All methods injected by the AlgoliaSearch module are prefixed by algolia_ and aliased to the associated short names if they aren't already defined.

Contact.algolia_reindex! # <=> Contact.reindex!

Contact.algolia_search("jon doe") # <=> Contact.search("jon doe")

Usage

Index Schema

The following code will create a Contact index and add search capabilities to your Contact model:

class Contact < ActiveRecord::Base
  include AlgoliaSearch

  algoliasearch do
    attribute :first_name, :last_name, :email
  end
end

You can either specify the attributes to send (here we restricted to :first_name, :last_name, :email) or not (in that case, all attributes are sent).

class Product < ActiveRecord::Base
  include AlgoliaSearch

  algoliasearch do
    # all attributes will be sent
  end
end

You can also use the add_attribute method, to send all model attributes + extra ones:

class Product < ActiveRecord::Base
  include AlgoliaSearch

  algoliasearch do
    # all attributes + extra_attr will be sent
    add_attribute :extra_attr
  end

  def extra_attr
    "extra_val"
  end
end

Relevancy

We provide many ways to configure your index allowing you to tune your overall index relevancy. The most important ones are the searchable attributes and the attributes reflecting record popularity.

class Product < ActiveRecord::Base
  include AlgoliaSearch

  algoliasearch do
    # list of attribute used to build an Algolia record
    attributes :title, :subtitle, :description, :likes_count, :seller_name

    # the `searchableAttributes` (formerly known as attributesToIndex) setting defines the attributes
    # you want to search in: here `title`, `subtitle` & `description`.
    # You need to list them by order of importance. `description` is tagged as
    # `unordered` to avoid taking the position of a match into account in that attribute.
    searchableAttributes ['title', 'subtitle', 'unordered(description)']

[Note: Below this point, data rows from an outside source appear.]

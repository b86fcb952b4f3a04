//! Page-scoped import state
//!
//! One [`ImportState`] belongs to one import page. All transitions are
//! synchronous methods; the page takes the lock, applies a transition,
//! releases the lock, and only then awaits the network.

use cosdb_common::api::{ImportJob, ImportKind};
use cosdb_common::events::NoticeLevel;
use std::time::{Duration, Instant};

use crate::error::{ImportError, ImportResult};

/// Terminal jobs kept in the page history
pub const HISTORY_LIMIT: usize = 20;

/// Which step of the wizard is active
#[derive(Debug, Clone, Copy, PartialEq, Eq, Default)]
pub enum Step {
    /// Waiting for a valid upload key
    #[default]
    Gate,
    /// Key accepted; file selection and job tracking
    Upload,
}

/// Transient user-facing message
#[derive(Debug, Clone, PartialEq, Eq)]
pub struct Notice {
    pub level: NoticeLevel,
    pub text: String,
    pub shown_at: Instant,
}

impl Notice {
    pub fn is_expired(&self, now: Instant, ttl: Duration) -> bool {
        now.saturating_duration_since(self.shown_at) >= ttl
    }
}

/// Outcome of offering a poll response to the store
#[derive(Debug, Clone, Copy, PartialEq, Eq)]
pub enum PollOutcome {
    /// Mirror replaced; `terminal` tells the poller whether to stop
    Applied { terminal: bool },
    /// An equal or newer response was already applied
    Stale,
    /// The task is no longer the current one
    Orphaned,
}

/// Import page state
#[derive(Debug, Clone, Default)]
pub struct ImportState {
    pub step: Step,
    /// Credential issued by the key gate; empty when none is held
    pub upload_key: String,
    pub is_key_valid: bool,
    pub verifying: bool,
    pub uploading: bool,
    pub current_task: Option<ImportJob>,
    /// Terminal jobs, newest first
    pub history: Vec<ImportJob>,
    notice: Option<Notice>,
    poll_seq_issued: u64,
    poll_seq_applied: u64,
}

impl ImportState {
    pub fn new() -> Self {
        Self::default()
    }

    /// A credential is held and usable for import calls
    pub fn has_credential(&self) -> bool {
        self.is_key_valid && !self.upload_key.is_empty()
    }

    // ========================================
    // Key Gate
    // ========================================

    pub fn begin_verify(&mut self) -> ImportResult<()> {
        if self.verifying {
            return Err(ImportError::VerifyInFlight);
        }
        self.verifying = true;
        Ok(())
    }

    /// Store the credential; returns `true` only on the gate → upload transition
    pub fn finish_verify_success(&mut self, credential: String) -> bool {
        self.verifying = false;
        self.upload_key = credential;
        self.is_key_valid = true;

        if self.step == Step::Upload {
            return false;
        }
        self.step = Step::Upload;
        true
    }

    pub fn finish_verify_failure(&mut self) {
        self.verifying = false;
    }

    /// Drop the credential and return to the gate
    pub fn reset_key_validation(&mut self) {
        self.upload_key.clear();
        self.is_key_valid = false;
        self.verifying = false;
        self.step = Step::Gate;
    }

    // ========================================
    // Submission
    // ========================================

    pub fn begin_upload(&mut self) -> ImportResult<()> {
        if self.uploading {
            return Err(ImportError::UploadInFlight);
        }
        self.uploading = true;
        Ok(())
    }

    /// Seed a fresh queued mirror for the new job
    pub fn finish_upload_success(&mut self, task_id: String, kind: ImportKind) {
        self.uploading = false;
        self.current_task = Some(ImportJob::queued(task_id, kind));
    }

    /// Leave any prior job untouched
    pub fn finish_upload_failure(&mut self) {
        self.uploading = false;
    }

    // ========================================
    // Job Mirror
    // ========================================

    /// Sequence number for the next status request
    pub fn issue_poll_seq(&mut self) -> u64 {
        self.poll_seq_issued += 1;
        self.poll_seq_issued
    }

    /// Offer a poll response for `task_id` tagged with `seq`
    pub fn apply_poll(&mut self, seq: u64, task_id: &str, mut job: ImportJob) -> PollOutcome {
        let is_current = self
            .current_task
            .as_ref()
            .is_some_and(|current| current.task_id == task_id);
        if !is_current {
            return PollOutcome::Orphaned;
        }
        if seq <= self.poll_seq_applied {
            return PollOutcome::Stale;
        }
        self.poll_seq_applied = seq;

        if job.task_id.is_empty() {
            job.task_id = task_id.to_string();
        }
        let terminal = job.is_terminal();
        self.replace_task(job);
        PollOutcome::Applied { terminal }
    }

    /// Replace the mirror wholesale, recording the job in history on its
    /// first arrival in a terminal status
    pub fn replace_task(&mut self, job: ImportJob) {
        if !job.counts_within_total() {
            tracing::warn!(
                task_id = %job.task_id,
                total = job.total_records,
                success = job.success_count,
                errors = job.error_count,
                "Job counters exceed total record count"
            );
        }

        let was_terminal = self
            .current_task
            .as_ref()
            .is_some_and(|current| current.task_id == job.task_id && current.is_terminal());
        if job.is_terminal() && !was_terminal {
            self.history.insert(0, job.clone());
            self.history.truncate(HISTORY_LIMIT);
        }
        self.current_task = Some(job);
    }

    pub fn clear_current_task(&mut self) {
        self.current_task = None;
        self.notice = None;
    }

    /// The mirrored job is queued or running
    pub fn needs_polling(&self) -> bool {
        self.current_task
            .as_ref()
            .is_some_and(|job| !job.is_terminal())
    }

    // ========================================
    // Notices
    // ========================================

    pub fn set_notice(&mut self, level: NoticeLevel, text: impl Into<String>) {
        self.notice = Some(Notice {
            level,
            text: text.into(),
            shown_at: Instant::now(),
        });
    }

    /// Current notice unless it has outlived `ttl`
    pub fn visible_notice(&self, now: Instant, ttl: Duration) -> Option<&Notice> {
        self.notice
            .as_ref()
            .filter(|notice| !notice.is_expired(now, ttl))
    }

    pub fn clear_notice(&mut self) {
        self.notice = None;
    }
}
//! Job status poller
//!
//! A cancellable task that sleeps one interval, issues a single status
//! request, applies the response, and reschedules. Requests therefore never
//! overlap. Each request is tagged with a sequence number so a late response
//! cannot overwrite a newer one. The loop ends on a terminal status, when the
//! task stops being the current one, or on cancellation.

use cosdb_common::events::ImportEvent;
use std::sync::atomic::{AtomicBool, Ordering};
use std::sync::Arc;
use tokio::task::JoinHandle;
use tokio_util::sync::CancellationToken;
use tracing::{debug, info, warn};

use crate::page::PageContext;
use crate::store::PollOutcome;

/// Handle to a running poll loop
///
/// Dropping the handle cancels the loop.
pub struct JobPoller {
    task_id: String,
    cancel: CancellationToken,
    running: Arc<AtomicBool>,
    handle: JoinHandle<()>,
}

impl JobPoller {
    /// Start polling `task_id`
    pub fn spawn(ctx: PageContext, task_id: String) -> Self {
        let cancel = CancellationToken::new();
        let running = Arc::new(AtomicBool::new(true));

        debug!(task_id = %task_id, interval = ?ctx.settings.poll_interval, "Starting poller");
        ctx.events.emit_lossy(ImportEvent::PollingStarted {
            task_id: task_id.clone(),
        });

        let handle = tokio::spawn(poll_loop(
            ctx,
            task_id.clone(),
            cancel.clone(),
            Arc::clone(&running),
        ));

        Self {
            task_id,
            cancel,
            running,
            handle,
        }
    }

    pub fn task_id(&self) -> &str {
        &self.task_id
    }

    /// Loop has not exited, has not been cancelled, and has not panicked
    pub fn is_active(&self) -> bool {
        self.running.load(Ordering::SeqCst)
            && !self.cancel.is_cancelled()
            && !self.handle.is_finished()
    }

    /// Cancel and wait for the loop to exit
    pub async fn stop(mut self) {
        self.cancel.cancel();
        if let Err(e) = (&mut self.handle).await {
            warn!(task_id = %self.task_id, "Poller task ended abnormally: {}", e);
        }
    }
}

impl Drop for JobPoller {
    fn drop(&mut self) {
        self.cancel.cancel();
    }
}

async fn poll_loop(
    ctx: PageContext,
    task_id: String,
    cancel: CancellationToken,
    running: Arc<AtomicBool>,
) {
    loop {
        tokio::select! {
            _ = cancel.cancelled() => break,
            _ = tokio::time::sleep(ctx.settings.poll_interval) => {}
        }

        let (seq, credential) = {
            let mut state = ctx.state.write().await;
            (state.issue_poll_seq(), state.upload_key.clone())
        };

        let result = tokio::select! {
            _ = cancel.cancelled() => break,
            result = ctx.api.fetch_status(&task_id, &credential) => result,
        };

        let job = match result {
            Ok(job) => job,
            Err(e) => {
                // The next tick is the retry
                warn!(task_id = %task_id, seq, "Status fetch failed: {}", e);
                ctx.notify_error(&e).await;
                continue;
            }
        };

        let (outcome, mirrored) = {
            let mut state = ctx.state.write().await;
            let outcome = state.apply_poll(seq, &task_id, job);
            (outcome, state.current_task.clone())
        };

        match (outcome, mirrored) {
            (PollOutcome::Applied { terminal }, Some(job)) => {
                debug!(
                    task_id = %task_id,
                    seq,
                    status = %job.status,
                    success = job.success_count,
                    errors = job.error_count,
                    total = job.total_records,
                    "Job status updated"
                );
                ctx.events.emit_lossy(ImportEvent::JobUpdated { job: job.clone() });
                if terminal {
                    info!(
                        task_id = %task_id,
                        status = %job.status,
                        success = job.success_count,
                        errors = job.error_count,
                        "Import job finished"
                    );
                    ctx.events.emit_lossy(ImportEvent::JobFinished { job });
                    break;
                }
            }
            (PollOutcome::Stale, _) => {
                debug!(task_id = %task_id, seq, "Discarding stale status response");
            }
            _ => {
                debug!(task_id = %task_id, "Task no longer current; stopping poller");
                break;
            }
        }
    }

    running.store(false, Ordering::SeqCst);
    debug!(task_id = %task_id, "Poller stopped");
    ctx.events.emit_lossy(ImportEvent::PollingStopped { task_id });
}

    # the `customRanking` setting defines the ranking criteria use to compare two matching
    # records in case their text-relevance is equal. It should reflect your record popularity.
    customRanking ['desc(likes_count)']
  end

end

Indexing

To index a model, simple call reindex on the class:

Product.reindex

To index all of your models, you can do something like this:

Rails.application.eager_load! # Ensure all models are loaded (required in development).

algolia_models = ActiveRecord::Base.descendants.select{ |model| model.respond_to?(:reindex) }

algolia_models.each(&:reindex)

Frontend Search (realtime experience)

Traditional search implementations tend to have search logic and functionality on the backend. This made sense when the search experience consisted of a user entering a search query, executing that search, and then being redirected to a search result page.

Implementing search on the backend is no longer necessary. In fact, in most cases it is harmful to performance because of added network and processing latency. We highly recommend the usage of our JavaScript API Client issuing all search requests directly from the end user's browser, mobile device, or client. It will reduce the overall search latency while offloading your servers at the same time.

The JS API client is part of the gem, just require algolia/v3/algoliasearch.min somewhere in your JavaScript manifest, for example in application.js if you are using Rails 3.1+:

//= require algolia/v3/algoliasearch.min

Then in your JavaScript code you can do:

var client = algoliasearch(ApplicationID, Search-Only-API-Key);
var index = client.initIndex('YourIndexName');
index.search('something', { hitsPerPage: 10, page: 0 })
  .then(function searchDone(content) {
    console.log(content)
  })
  .catch(function searchFailure(err) {
    console.error(err);
  });

We recently (March 2015) released a new version (V3) of our JavaScript client, if you were using our previous version (V2), read the migration guide

Backend Search

Notes: We recommend the usage of our JavaScript API Client to perform queries directly from the end-user browser without going through your server.

A search returns ORM-compliant objects reloading them from your database. We recommend the usage of our JavaScript API Client to perform queries to decrease the overall latency and offload your servers.

hits =  Contact.search("jon doe")
p hits
p hits.raw_answer # to get the original JSON raw answer

A highlight_result attribute is added to each ORM object:

hits[0].highlight_result['first_name']['value']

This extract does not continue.